The work at hand proposes a set of modeling recipes to address the aggressive development time window of current and future wireless communications in cyber-physical systems. These systems pose a significant challenge in meeting Time-to-Market due to the ever more challenging requirements such as ultra-low latency for mission-critical applications, extremely high throughput demanding tons of communication and computation resources working concurrently, and, at the same time, low power consumption and small chip area for its field deployment. This paper presents three actor-oriented design patterns for a systematic creation of implementation-aware performance models of complex real-time wireless communication systems that can be applied in existing system level frameworks.
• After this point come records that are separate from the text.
//! Answer verification: citation checking, grounding judgment and trust
//! scoring.
//!
//! An answer is audited along two independent axes:
//!
//! 1. **Citations**: every in-text marker such as `[doc1]` or `(src-2)` must
//!    resolve to something in the supplied context. Pure and deterministic.
//! 2. **Grounding**: a reasoning provider judges whether each claim is
//!    supported by the context. The provider's reply is untrusted text; it
//!    is schema-checked and retried, and the judge fails closed.
//!
//! [`scoring::score`] combines both into a trust score in `[0, 1]`. Answers
//! scoring at least [`APPROVAL_THRESHOLD`] are approved; grounding failures
//! are capped well below the threshold regardless of citations.
//!
//! ## Example
//!
//! ```rust,ignore
//! use rag_audit::verify::{CitationChecker, CitationGrammar};
//!
//! let checker = CitationChecker::new(CitationGrammar::V1)?;
//! let result = checker.verify_citations("See [doc1] and (src2).", "doc1 confirms the fact.");
//! assert_eq!(result.missing_sources, vec!["src2"]);
//! ```

pub mod citation;
pub mod grounding;
#[cfg(test)]
mod proptest;
pub mod schema;
pub mod scoring;
pub mod types;

pub use citation::{CitationChecker, CitationGrammar};
pub use grounding::{GroundingJudge, JudgeConfig};
pub use schema::{parse_judgment, strip_code_fences, validate_judgment, SchemaViolation};
pub use scoring::{score, TrustDecision};
pub use types::{
    round2, Action, CitationResult, GroundingResult, TestResults, Verdict, VerificationRequest,
    APPROVAL_THRESHOLD, CONTEXT_SEPARATOR,
};
//! LLM client trait and provider implementations.

use async_trait::async_trait;
use chrono::Utc;
use reqwest::Client;
use serde::{Deserialize, Serialize};
use std::panic::{catch_unwind, AssertUnwindSafe};
use std::sync::Arc;
use std::time::Duration;

use crate::config::env_parse;
use crate::error::{Error, Result};

use super::types::{
    ChatRole, CompletionRequest, CompletionResponse, Provider, StopReason, TokenUsage,
};

/// LLM client trait for making completions.
#[async_trait]
pub trait LLMClient: Send + Sync {
    /// Complete a prompt.
    async fn complete(&self, request: CompletionRequest) -> Result<CompletionResponse>;

    /// Get the provider for this client.
    fn provider(&self) -> Provider;
}

/// Configuration for LLM clients.
#[derive(Debug, Clone)]
pub struct ClientConfig {
    /// API key
    pub api_key: String,
    /// Base URL override
    pub base_url: Option<String>,
    /// Default model
    pub default_model: Option<String>,
    /// Request timeout in seconds
    pub timeout_secs: u64,
}

impl ClientConfig {
    pub fn new(api_key: impl Into<String>) -> Self {
        Self {
            api_key: api_key.into(),
            base_url: None,
            default_model: None,
            timeout_secs: 60,
        }
    }

    /// Load the client configuration for `provider` from the environment.
    ///
    /// Reads the provider's API key (`OPENAI_API_KEY` or `ANTHROPIC_API_KEY`)
    /// plus the optional `RAG_AUDIT_MODEL`, `RAG_AUDIT_BASE_URL` and
    /// `RAG_AUDIT_TIMEOUT_SECS` overrides.
    pub fn from_env(provider: Provider) -> Result<Self> {
        let key_var = match provider {
            Provider::OpenAI => "OPENAI_API_KEY",
            Provider::Anthropic => "ANTHROPIC_API_KEY",
        };
        let api_key = std::env::var(key_var)
            .ok()
            .filter(|k| !k.trim().is_empty())
            .ok_or_else(|| Error::config(format!("{} is not set", key_var)))?;

        let mut config = Self::new(api_key);
        config.base_url = std::env::var("RAG_AUDIT_BASE_URL").ok();
        config.default_model = std::env::var("RAG_AUDIT_MODEL").ok();
        if let Some(secs) = env_parse::<u64>("RAG_AUDIT_TIMEOUT_SECS")? {
            config.timeout_secs = secs;
        }
        Ok(config)
    }

    pub fn with_base_url(mut self, url: impl Into<String>) -> Self {
        self.base_url = Some(url.into());
        self
    }

    pub fn with_default_model(mut self, model: impl Into<String>) -> Self {
        self.default_model = Some(model.into());
        self
    }

    pub fn with_timeout(mut self, secs: u64) -> Self {
        self.timeout_secs = secs;
        self
    }
}

/// Build a client for `provider`.
pub fn build_client(provider: Provider, config: ClientConfig) -> Result<Arc<dyn LLMClient>> {
    let client: Arc<dyn LLMClient> = match provider {
        Provider::OpenAI => Arc::new(OpenAIClient::new(config)?),
        Provider::Anthropic => Arc::new(AnthropicClient::new(config)?),
    };
    Ok(client)
}

fn build_http_client(timeout_secs: u64) -> Result<Client> {
    let timeout = Duration::from_secs(timeout_secs);

    // Proxy auto-detection can panic in some sandboxed environments.
    // Fall back to no-proxy in that case.
    match catch_unwind(AssertUnwindSafe(|| {
        Client::builder().timeout(timeout).build()
    })) {
        Ok(Ok(client)) => Ok(client),
        Ok(Err(_)) | Err(_) => Client::builder()
            .no_proxy()
            .timeout(timeout)
            .build()
            .map_err(|e| Error::config(format!("Failed to create HTTP client: {}", e))),
    }
}

/// OpenAI chat completions client.
pub struct OpenAIClient {
    config: ClientConfig,
    http: Client,
}

impl OpenAIClient {
    const DEFAULT_BASE_URL: &'static str = "https://api.openai.com";
    const DEFAULT_MODEL: &'static str = "gpt-4o-mini";

    pub fn new(config: ClientConfig) -> Result<Self> {
        let http = build_http_client(config.timeout_secs)?;
        Ok(Self { config, http })
    }

    fn base_url(&self) -> &str {
        self.config
            .base_url
            .as_deref()
            .unwrap_or(Self::DEFAULT_BASE_URL)
    }
}

// OpenAI API types
#[derive(Debug, Serialize)]
struct OpenAIRequest {
    model: String,
    messages: Vec<OpenAIMessage>,
    #[serde(skip_serializing_if = "Option::is_none")]
    max_tokens: Option<u32>,
    #[serde(skip_serializing_if = "Option::is_none")]
    temperature: Option<f64>,
    #[serde(skip_serializing_if = "Option::is_none")]
    response_format: Option<OpenAIResponseFormat>,
}

#[derive(Debug, Serialize)]
struct OpenAIResponseFormat {
    #[serde(rename = "type")]
    format_type: &'static str,
}

#[derive(Debug, Serialize, Deserialize)]
struct OpenAIMessage {
    role: String,
    #[serde(default)]
    content: Option<String>,
}

#[derive(Debug, Deserialize)]
struct OpenAIResponse {
    id: String,
    model: String,
    choices: Vec<OpenAIChoice>,
    usage: Option<OpenAIUsage>,
}

#[derive(Debug, Deserialize)]
struct OpenAIChoice {
    message: OpenAIMessage,
    finish_reason: Option<String>,
}

#[derive(Debug, Deserialize)]
struct OpenAIUsage {
    prompt_tokens: u64,
    completion_tokens: u64,
}

#[derive(Debug, Deserialize)]
struct OpenAIError {
    error: OpenAIErrorDetail,
}

#[derive(Debug, Deserialize)]
struct OpenAIErrorDetail {
    message: String,
}

#[async_trait]
impl LLMClient for OpenAIClient {
    async fn complete(&self, request: CompletionRequest) -> Result<CompletionResponse> {
        let provider = self.provider().to_string();
        let model = request
            .model
            .or(self.config.default_model.clone())
            .unwrap_or_else(|| Self::DEFAULT_MODEL.to_string());

        let mut messages: Vec<OpenAIMessage> = Vec::new();

        if let Some(system) = &request.system {
            messages.push(OpenAIMessage {
                role: "system".to_string(),
                content: Some(system.clone()),
            });
        }

        for m in &request.messages {
            messages.push(OpenAIMessage {
                role: match m.role {
                    ChatRole::User => "user".to_string(),
                    ChatRole::Assistant => "assistant".to_string(),
                    ChatRole::System => "system".to_string(),
                },
                content: Some(m.content.clone()),
            });
        }

        let api_request = OpenAIRequest {
            model,
            messages,
            max_tokens: request.max_tokens,
            temperature: request.temperature,
            response_format: request.json_mode.then_some(OpenAIResponseFormat {
                format_type: "json_object",
            }),
        };

        let url = format!("{}/v1/chat/completions", self.base_url());

        let response = self
            .http
            .post(&url)
            .header("Authorization", format!("Bearer {}", self.config.api_key))
            .header("content-type", "application/json")
            .json(&api_request)
            .send()
            .await
            .map_err(|e| Error::provider(&provider, format!("HTTP request failed: {}", e)))?;

        let status = response.status();
        let body = response
            .text()
            .await
            .map_err(|e| Error::provider(&provider, format!("Failed to read response: {}", e)))?;

        if !status.is_success() {
            if let Ok(error) = serde_json::from_str::<OpenAIError>(&body) {
                return Err(Error::provider(
                    &provider,
                    format!("OpenAI API error ({}): {}", status, error.error.message),
                ));
            }
            return Err(Error::provider(
                &provider,
                format!("OpenAI API error ({}): {}", status, body),
            ));
        }

        let api_response: OpenAIResponse = serde_json::from_str(&body)
            .map_err(|e| Error::provider(&provider, format!("Failed to parse response: {}", e)))?;

        let choice = api_response
            .choices
            .into_iter()
            .next()
            .ok_or_else(|| Error::provider(&provider, "No choices in response"))?;

        let stop_reason = choice.finish_reason.as_deref().map(|r| match r {
            "length" => StopReason::MaxTokens,
            "content_filter" => StopReason::ContentFilter,
            _ => StopReason::EndTurn,
        });

        let usage = api_response.usage.map(|u| TokenUsage {
            input_tokens: u.prompt_tokens,
            output_tokens: u.completion_tokens,
        });

        Ok(CompletionResponse {
            id: api_response.id,
            model: api_response.model,
            content: choice.message.content.unwrap_or_default(),
            stop_reason,
            usage,
            timestamp: Utc::now(),
        })
    }

    fn provider(&self) -> Provider {
        Provider::OpenAI
    }
}

/// Anthropic messages client.
pub struct AnthropicClient {
    config: ClientConfig,
    http: Client,
}

impl AnthropicClient {
    const DEFAULT_BASE_URL: &'static str = "https://api.anthropic.com";
    const DEFAULT_MODEL: &'static str = "claude-3-5-haiku-20241022";
    const API_VERSION: &'static str = "2023-06-01";

    pub fn new(config: ClientConfig) -> Result<Self> {
        let http = build_http_client(config.timeout_secs)?;
        Ok(Self { config, http })
    }

    fn base_url(&self) -> &str {
        self.config
            .base_url
            .as_deref()
            .unwrap_or(Self::DEFAULT_BASE_URL)
    }
}

// Anthropic API types
#[derive(Debug, Serialize)]
struct AnthropicRequest {
    model: String,
    messages: Vec<AnthropicMessage>,
    max_tokens: u32,
    #[serde(skip_serializing_if = "Option::is_none")]
    system: Option<String>,
    #[serde(skip_serializing_if = "Option::is_none")]
    temperature: Option<f64>,
}

#[derive(Debug, Serialize)]
struct AnthropicMessage {
    role: &'static str,
    content: String,
}

#[derive(Debug, Deserialize)]
struct AnthropicResponse {
    id: String,
    model: String,
    content: Vec<AnthropicContent>,
    stop_reason: Option<String>,
    usage: Option<AnthropicUsage>,
}

#[derive(Debug, Deserialize)]
struct AnthropicContent {
    text: Option<String>,
}

#[derive(Debug, Deserialize)]
struct AnthropicUsage {
    input_tokens: u64,
    output_tokens: u64,
}

#[derive(Debug, Deserialize)]
struct AnthropicError {
    error: AnthropicErrorDetail,
}

#[derive(Debug, Deserialize)]
struct AnthropicErrorDetail {
    message: String,
    #[serde(rename = "type")]
    error_type: String,
}

#[async_trait]
impl LLMClient for AnthropicClient {
    async fn complete(&self, request: CompletionRequest) -> Result<CompletionResponse> {
        let provider = self.provider().to_string();
        let model = request
            .model
            .or(self.config.default_model.clone())
            .unwrap_or_else(|| Self::DEFAULT_MODEL.to_string());

        // System messages travel in the top-level `system` field.
        let messages: Vec<AnthropicMessage> = request
            .messages
            .iter()
            .filter(|m| m.role != ChatRole::System)
            .map(|m| AnthropicMessage {
                role: match m.role {
                    ChatRole::Assistant => "assistant",
                    _ => "user",
                },
                content: m.content.clone(),
            })
            .collect();

        let api_request = AnthropicRequest {
            model,
            messages,
            max_tokens: request.max_tokens.unwrap_or(1024),
            system: request.system,
            temperature: request.temperature,
        };

        let url = format!("{}/v1/messages", self.base_url());

        let response = self
            .http
            .post(&url)
            .header("x-api-key", &self.config.api_key)
            .header("anthropic-version", Self::API_VERSION)
            .header("content-type", "application/json")
            .json(&api_request)
            .send()
            .await
            .map_err(|e| Error::provider(&provider, format!("HTTP request failed: {}", e)))?;

        let status = response.status();
        let body = response
            .text()
            .await
            .map_err(|e| Error::provider(&provider, format!("Failed to read response: {}", e)))?;

        if !status.is_success() {
            if let Ok(error) = serde_json::from_str::<AnthropicError>(&body) {
                return Err(Error::provider(
                    &provider,
                    format!(
                        "Anthropic API error ({}): {}",
                        error.error.error_type, error.error.message
                    ),
                ));
            }
            return Err(Error::provider(
                &provider,
                format!("Anthropic API error ({}): {}", status, body),
            ));
        }

        let api_response: AnthropicResponse = serde_json::from_str(&body)
            .map_err(|e| Error::provider(&provider, format!("Failed to parse response: {}", e)))?;

        let content = api_response
            .content
            .iter()
            .filter_map(|c| c.text.as_deref())
            .collect::<Vec<_>>()
            .join("");

        let stop_reason = api_response.stop_reason.as_deref().map(|r| match r {
            "max_tokens" => StopReason::MaxTokens,
            "stop_sequence" => StopReason::StopSequence,
            _ => StopReason::EndTurn,
        });

        let usage = api_response.usage.map(|u| TokenUsage {
            input_tokens: u.input_tokens,
            output_tokens: u.output_tokens,
        });

        Ok(CompletionResponse {
            id: api_response.id,
            model: api_response.model,
            content,
            stop_reason,
            usage,
            timestamp: Utc::now(),
        })
    }

    fn provider(&self) -> Provider {
        Provider::Anthropic
    }
}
The main benefits of this modeling approach are: 1) Time semantic model correctness where the effects of a chosen hardware platform can be taken into account. 2) Behavioral modeling completeness by construction, and 3) reduced time-to-market through reduced modeling effort, improved maintainability and testability. Furthermore, by adhering to this modeling paradigm, it is possible to easily integrate the following features for the improvement of functional safety: a) system timing diagnostics, b) an appropriate handling of timing violations, and c) a simulation-based scheduleability analysis. To demonstrate the aforementioned benefits, a model of a real world pre-5G baseband processor for V2X communications is created in Intel CoFluent where our claims are confirmed when assessing real-time deadline compliance of possible HW implementations.